In the response, each entry below should appear again exactly as given.
** Opening Data block **
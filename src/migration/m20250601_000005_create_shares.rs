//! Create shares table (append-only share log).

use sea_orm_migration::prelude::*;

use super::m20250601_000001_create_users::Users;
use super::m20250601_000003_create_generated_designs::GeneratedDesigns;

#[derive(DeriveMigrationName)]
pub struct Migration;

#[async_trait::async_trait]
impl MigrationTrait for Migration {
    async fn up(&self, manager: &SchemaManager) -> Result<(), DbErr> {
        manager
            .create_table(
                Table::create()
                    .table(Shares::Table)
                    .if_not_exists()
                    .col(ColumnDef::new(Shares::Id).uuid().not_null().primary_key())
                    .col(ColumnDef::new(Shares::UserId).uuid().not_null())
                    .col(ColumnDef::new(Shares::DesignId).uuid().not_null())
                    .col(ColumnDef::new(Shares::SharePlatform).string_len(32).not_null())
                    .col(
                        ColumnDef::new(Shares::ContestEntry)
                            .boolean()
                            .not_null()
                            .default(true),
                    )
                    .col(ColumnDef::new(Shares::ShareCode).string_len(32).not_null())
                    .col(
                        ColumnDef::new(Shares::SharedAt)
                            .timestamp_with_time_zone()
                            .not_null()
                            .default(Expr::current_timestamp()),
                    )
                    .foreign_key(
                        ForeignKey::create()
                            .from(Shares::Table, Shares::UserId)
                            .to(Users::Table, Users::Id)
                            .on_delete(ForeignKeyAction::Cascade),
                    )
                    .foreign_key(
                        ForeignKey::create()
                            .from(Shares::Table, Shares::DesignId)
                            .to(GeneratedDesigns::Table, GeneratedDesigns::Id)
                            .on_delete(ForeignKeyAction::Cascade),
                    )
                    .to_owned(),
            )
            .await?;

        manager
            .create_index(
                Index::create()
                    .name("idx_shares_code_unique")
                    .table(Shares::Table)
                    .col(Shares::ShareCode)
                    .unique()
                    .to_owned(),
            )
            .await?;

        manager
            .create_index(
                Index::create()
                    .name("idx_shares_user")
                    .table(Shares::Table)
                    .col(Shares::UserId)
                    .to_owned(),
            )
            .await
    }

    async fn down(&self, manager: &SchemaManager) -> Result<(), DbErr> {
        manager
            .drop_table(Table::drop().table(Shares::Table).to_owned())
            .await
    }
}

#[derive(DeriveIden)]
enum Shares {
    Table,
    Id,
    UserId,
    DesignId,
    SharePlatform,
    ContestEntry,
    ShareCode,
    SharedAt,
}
** Closing Data block **
- [Task answer]
filename src/migration/m20250601_000005_create_shares.rs
//! Create shares table (append-only share log).

use sea_orm_migration::prelude::*;

use super::m20250601_000001_create_users::Users;
use super::m20250601_000003_create_generated_designs::GeneratedDesigns;

#[derive(DeriveMigrationName)]
pub struct Migration;

#[async_trait::async_trait]
impl MigrationTrait for Migration {
    async fn up(&self, manager: &SchemaManager) -> Result<(), DbErr> {
        manager
            .create_table(
                Table::create()
                    .table(Shares::Table)
                    .if_not_exists()
                    .col(ColumnDef::new(Shares::Id).uuid().not_null().primary_key())
                    .col(ColumnDef::new(Shares::UserId).uuid().not_null())
                    .col(ColumnDef::new(Shares::DesignId).uuid().not_null())
                    .col(ColumnDef::new(Shares::SharePlatform).string_len(32).not_null())
                    .col(
                        ColumnDef::new(Shares::ContestEntry)
                            .boolean()
                            .not_null()
                            .default(true),
                    )
                    .col(ColumnDef::new(Shares::ShareCode).string_len(32).not_null())
                    .col(
                        ColumnDef::new(Shares::SharedAt)
                            .timestamp_with_time_zone()
                            .not_null()
                            .default(Expr::current_timestamp()),
                    )
                    .foreign_key(
                        ForeignKey::create()
                            .from(Shares::Table, Shares::UserId)
                            .to(Users::Table, Users::Id)
                            .on_delete(ForeignKeyAction::Cascade),
                    )
                    .foreign_key(
                        ForeignKey::create()
                            .from(Shares::Table, Shares::DesignId)
                            .to(GeneratedDesigns::Table, GeneratedDesigns::Id)
                            .on_delete(ForeignKeyAction::Cascade),
                    )
                    .to_owned(),
            )
            .await?;

        manager
            .create_index(
                Index::create()
                    .name("idx_shares_code_unique")
                    .table(Shares::Table)
                    .col(Shares::ShareCode)
                    .unique()
                    .to_owned(),
            )
            .await?;

        manager
            .create_index(
                Index::create()
                    .name("idx_shares_user")
                    .table(Shares::Table)
                    .col(Shares::UserId)
                    .to_owned(),
            )
            .await
    }

    async fn down(&self, manager: &SchemaManager) -> Result<(), DbErr> {
        manager
            .drop_table(Table::drop().table(Shares::Table).to_owned())
            .await
    }
}

#[derive(DeriveIden)]
enum Shares {
    Table,
    Id,
    UserId,
    DesignId,
    SharePlatform,
    ContestEntry,
    ShareCode,
    SharedAt,
}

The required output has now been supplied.